Issue Lead Sheets and Content

  1. The TWS should include an "Issue Lead Sheet" with supporting papers that:

    1. Summarize the issue or compliance area being addressed.

    2. Explain the scope of the exam.

    3. Document the facts.

    4. Describe the procedures and audit techniques used.

    5. Reference the records and other information reviewed.

    6. Discuss the applicable law.

    7. Document conclusions reached.

  2. Include these elements in an Issue Lead Sheet:

    Issue Lead Sheet Element Description of Element
    Header Name of the issuer, name of the bond issue, the date the bonds were issued, the agent’s name or initials, and the date the workpapers were prepared.
    Issue Identification Question or compliance area being addressed. Include any pre-audit comments as to why the issue was selected, the audit plan development, and the depth of the examination related to that question.
    Facts Explain all facts relevant to the question or noncompliance.
    Procedures and Audit Techniques Procedures and audit techniques you used during the examination. A list of the source documents reviewed and other evidence and information gathered, and how the agent used them to develop the question or noncompliance. When a lead sheet has check boxes, checking these boxes is generally, by itself, inadequate supporting documentation.
    Applicable Law Law you relied on to resolve all questions (both accepted and otherwise).
    Taxpayer’s Position If a question is raised and the taxpayer disagrees with your determination, you should include the taxpayer’s position.
    Conclusion A conclusion summarizing the disposition of all questions.
    Indexing The workpaper number should correspond to the TWS section it supports unless the file has been attached as a comment in electronic format.
  3. Not all the TWS template exam sections will apply to all bond examinations. In some exams, the scope may be limited. The TWS contains fillable fields that may be used to indicate a section is not applicable or the scope has been limited.

Other Supporting Workpapers and Documents

  1. In addition to the Issue Lead Sheets, include other relevant supporting workpapers and documents in the case file. Workpapers and documents:

    1. Support the procedures and testing described or referenced on the Issue Lead Sheets.

    2. Should be filed behind the appropriate Issue Lead Sheet.

    3. Should be attached electronically to the appropriate TWS template section for supporting workpapers.
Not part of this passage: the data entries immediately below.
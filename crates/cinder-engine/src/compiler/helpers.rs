// This Source Code Form is subject to the terms of the Mozilla Public
// License, v. 2.0. If a copy of the MPL was not distributed with this
// file, You can obtain one at https://mozilla.org/MPL/2.0/.
//
// Copyright (c) 2025 Pegasus Heavy Industries, LLC

//! The runtime helper catalog.
//!
//! Helpers implement the language's abstract operations. Generated code
//! calls them with a fixed number of stack arguments; the emitter checks the
//! supplied count against [`Helper::arity`] when the call is emitted, and the
//! interpreter runs the operation in `vm::helpers`.
//!
//! | Helper | Stack in | Stack out |
//! |--------|----------|-----------|
//! | `ToBoolean`, `ToNumber`, `Negate`, `BitNot`, `Not`, `TypeOf` | v | r |
//! | arithmetic, bitwise, relational, equality, `In`, `InstanceOf` | a b | r |
//! | `GetProperty` | obj key | v |
//! | `PutProperty` | obj key v | v |
//! | `DeleteProperty` | obj key | bool |
//! | `DefineProperty` | obj key v | obj |
//! | `NewObject` | | obj |
//! | `NewArray { len }` | e0..eN | array |
//! | `NewRegExp` | pattern flags | regexp |
//! | `Call { argc }` | this f a0..aN | r |
//! | `Construct { argc }` | f a0..aN | obj |
//! | `EnumerateKeys` | obj | keys |
//! | `Print` | v | undefined |

use crate::ast::{BinaryOperator, UnaryOperator};
use serde::{Deserialize, Serialize};
use std::fmt;

/// A runtime helper.
#[derive(Debug, Clone, Copy, PartialEq, Eq, Hash, Serialize, Deserialize)]
pub enum Helper {
    // Conversions
    ToBoolean,
    ToNumber,

    // Arithmetic
    Add,
    Subtract,
    Multiply,
    Divide,
    Modulo,
    Negate,

    // Bitwise
    ShiftLeft,
    ShiftRight,
    ShiftRightUnsigned,
    BitAnd,
    BitOr,
    BitXor,
    BitNot,

    // Logical and type
    Not,
    TypeOf,

    // Comparison
    LessThan,
    GreaterThan,
    LessEqual,
    GreaterEqual,
    Equal,
    NotEqual,
    StrictEqual,
    StrictNotEqual,
    In,
    InstanceOf,

    // Properties
    GetProperty,
    PutProperty { strict: bool },
    DeleteProperty { strict: bool },
    DefineProperty,

    // Allocation
    NewObject,
    NewArray { len: u32 },
    NewRegExp,

    // Calls
    Call { argc: u16 },
    Construct { argc: u16 },

    // Iteration and host
    EnumerateKeys,
    Print,
}

impl Helper {
    /// Number of stack arguments the helper consumes.
    pub fn arity(self) -> usize {
        use Helper::*;
        match self {
            NewObject => 0,
            ToBoolean | ToNumber | Negate | BitNot | Not | TypeOf | EnumerateKeys | Print => 1,
            Add | Subtract | Multiply | Divide | Modulo | ShiftLeft | ShiftRight
            | ShiftRightUnsigned | BitAnd | BitOr | BitXor | LessThan | GreaterThan
            | LessEqual | GreaterEqual | Equal | NotEqual | StrictEqual | StrictNotEqual | In
            | InstanceOf | GetProperty | DeleteProperty { .. } | NewRegExp => 2,
            PutProperty { .. } | DefineProperty => 3,
            NewArray { len } => len as usize,
            Call { argc } => argc as usize + 2,
            Construct { argc } => argc as usize + 1,
        }
    }

    pub fn name(self) -> &'static str {
        use Helper::*;
        match self {
            ToBoolean => "ToBoolean",
            ToNumber => "ToNumber",
            Add => "Add",
            Subtract => "Subtract",
            Multiply => "Multiply",
            Divide => "Divide",
            Modulo => "Modulo",
            Negate => "Negate",
            ShiftLeft => "ShiftLeft",
            ShiftRight => "ShiftRight",
            ShiftRightUnsigned => "ShiftRightUnsigned",
            BitAnd => "BitAnd",
            BitOr => "BitOr",
            BitXor => "BitXor",
            BitNot => "BitNot",
            Not => "Not",
            TypeOf => "TypeOf",
            LessThan => "LessThan",
            GreaterThan => "GreaterThan",
            LessEqual => "LessEqual",
            GreaterEqual => "GreaterEqual",
            Equal => "Equal",
            NotEqual => "NotEqual",
            StrictEqual => "StrictEqual",
            StrictNotEqual => "StrictNotEqual",
            In => "In",
            InstanceOf => "InstanceOf",
            GetProperty => "GetProperty",
            PutProperty { .. } => "PutProperty",
            DeleteProperty { .. } => "DeleteProperty",
            DefineProperty => "DefineProperty",
            NewObject => "NewObject",
            NewArray { .. } => "NewArray",
            NewRegExp => "NewRegExp",
            Call { .. } => "Call",
            Construct { .. } => "Construct",
            EnumerateKeys => "EnumerateKeys",
            Print => "Print",
        }
    }

    /// The helper implementing a binary operator.
    pub fn for_binary(op: BinaryOperator) -> Self {
        match op {
            BinaryOperator::Add => Helper::Add,
            BinaryOperator::Subtract => Helper::Subtract,
            BinaryOperator::Multiply => Helper::Multiply,
            BinaryOperator::Divide => Helper::Divide,
            BinaryOperator::Modulo => Helper::Modulo,
            BinaryOperator::Equal => Helper::Equal,
            BinaryOperator::NotEqual => Helper::NotEqual,
            BinaryOperator::StrictEqual => Helper::StrictEqual,
            BinaryOperator::StrictNotEqual => Helper::StrictNotEqual,
            BinaryOperator::LessThan => Helper::LessThan,
            BinaryOperator::LessThanEqual => Helper::LessEqual,
            BinaryOperator::GreaterThan => Helper::GreaterThan,
            BinaryOperator::GreaterThanEqual => Helper::GreaterEqual,
            BinaryOperator::BitwiseAnd => Helper::BitAnd,
            BinaryOperator::BitwiseOr => Helper::BitOr,
            BinaryOperator::BitwiseXor => Helper::BitXor,
            BinaryOperator::LeftShift => Helper::ShiftLeft,
            BinaryOperator::RightShift => Helper::ShiftRight,
            BinaryOperator::UnsignedRightShift => Helper::ShiftRightUnsigned,
            BinaryOperator::In => Helper::In,
            BinaryOperator::InstanceOf => Helper::InstanceOf,
        }
    }

    /// The helper implementing a value-level unary operator. `typeof` on a
    /// bare identifier, `void` and `delete` are compiled structurally and
    /// have no helper here.
    pub fn for_unary(op: UnaryOperator) -> Option<Self> {
        match op {
            UnaryOperator::Minus => Some(Helper::Negate),
            UnaryOperator::Plus => Some(Helper::ToNumber),
            UnaryOperator::Not => Some(Helper::Not),
            UnaryOperator::BitwiseNot => Some(Helper::BitNot),
            UnaryOperator::Typeof => Some(Helper::TypeOf),
            UnaryOperator::Void | UnaryOperator::Delete => None,
        }
    }
}

impl fmt::Display for Helper {
    fn fmt(&self, f: &mut fmt::Formatter<'_>) -> fmt::Result {
        match self {
            Helper::PutProperty { strict: true } | Helper::DeleteProperty { strict: true } => {
                write!(f, "{} strict", self.name())
            }
            Helper::NewArray { len } => write!(f, "{} {}", self.name(), len),
            Helper::Call { argc } | Helper::Construct { argc } => {
                write!(f, "{} {}", self.name(), argc)
            }
            _ => f.write_str(self.name()),
        }
    }
}

#[cfg(test)]
mod tests {
    use super::*;

    #[test]
    fn test_call_arity_counts_receiver_and_callee() {
        assert_eq!(Helper::Call { argc: 0 }.arity(), 2);
        assert_eq!(Helper::Call { argc: 3 }.arity(), 5);
        assert_eq!(Helper::Construct { argc: 1 }.arity(), 2);
    }

    #[test]
    fn test_fixed_arities() {
        assert_eq!(Helper::NewObject.arity(), 0);
        assert_eq!(Helper::ToBoolean.arity(), 1);
        assert_eq!(Helper::GetProperty.arity(), 2);
        assert_eq!(Helper::PutProperty { strict: false }.arity(), 3);
        assert_eq!(Helper::NewArray { len: 4 }.arity(), 4);
    }

    #[test]
    fn test_operator_mapping() {
        assert_eq!(
            Helper::for_binary(BinaryOperator::UnsignedRightShift),
            Helper::ShiftRightUnsigned
        );
        assert_eq!(Helper::for_unary(UnaryOperator::Void), None);
        assert_eq!(Helper::for_unary(UnaryOperator::Plus), Some(Helper::ToNumber));
    }

    #[test]
    fn test_display() {
        assert_eq!(Helper::Call { argc: 2 }.to_string(), "Call 2");
        assert_eq!(Helper::PutProperty { strict: true }.to_string(), "PutProperty strict");
        assert_eq!(Helper::Add.to_string(), "Add");
    }
}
  2. These workpapers include documents you generated or secured from the issuer, conduit borrower or other third party, if they are relevant or add value to the case. Typical examples include:

    • Copies of relevant documents provided in responses to Information Document Requests (IDRs).

    • Workpapers documenting audit procedures and testing performed.

    • Arbitrage spreadsheets used for testing bond yield, investment yield and rebate calculations.

    • Expenditure lists and/or requisitions related to bond proceeds.

    • Documentation showing the allocation of bond proceeds.

    • Trustee account statements.

    • Agreements related to the investment of bond proceeds.

    • Contracts related to the construction or use of bond-financed facilities.

    • Documents such as floor plans, architect or engineering reports and project cost documentation related to exempt facility projects.

    • Tax depreciation schedules.

    • Tax law research supporting the legal authority for conclusions reached.

    • Appropriate IDRS research related to the issue under examination.

    • Internet research related to the issuer or conduit borrower.

    • Correspondence related to the examination.

  3. Use caution to include only pertinent information supporting the conclusions reached. Extraneous information not supporting the conclusions should not be included in the file. Extraneous documents the issuer or a third party provided should be returned when the exam is concluded.

  4. Your documentation on the Issue Lead Sheets should describe the question/noncompliance, facts, exam procedures, applicable tax law, application and analysis of law, and conclusions in a format that can be readily copied to a Form 886-A, Explanation of Items, when an issue warrants issuing Form 5701-B, Notice of Proposed Issue.

Case Chronology Records

  1. Use Form 5464, Case Chronology Record (CCR) to record actions taken on the case, contacts made, follow-up dates, and time expended. The form is a historical record and essential part of the exam case file. Update it when you act on the case.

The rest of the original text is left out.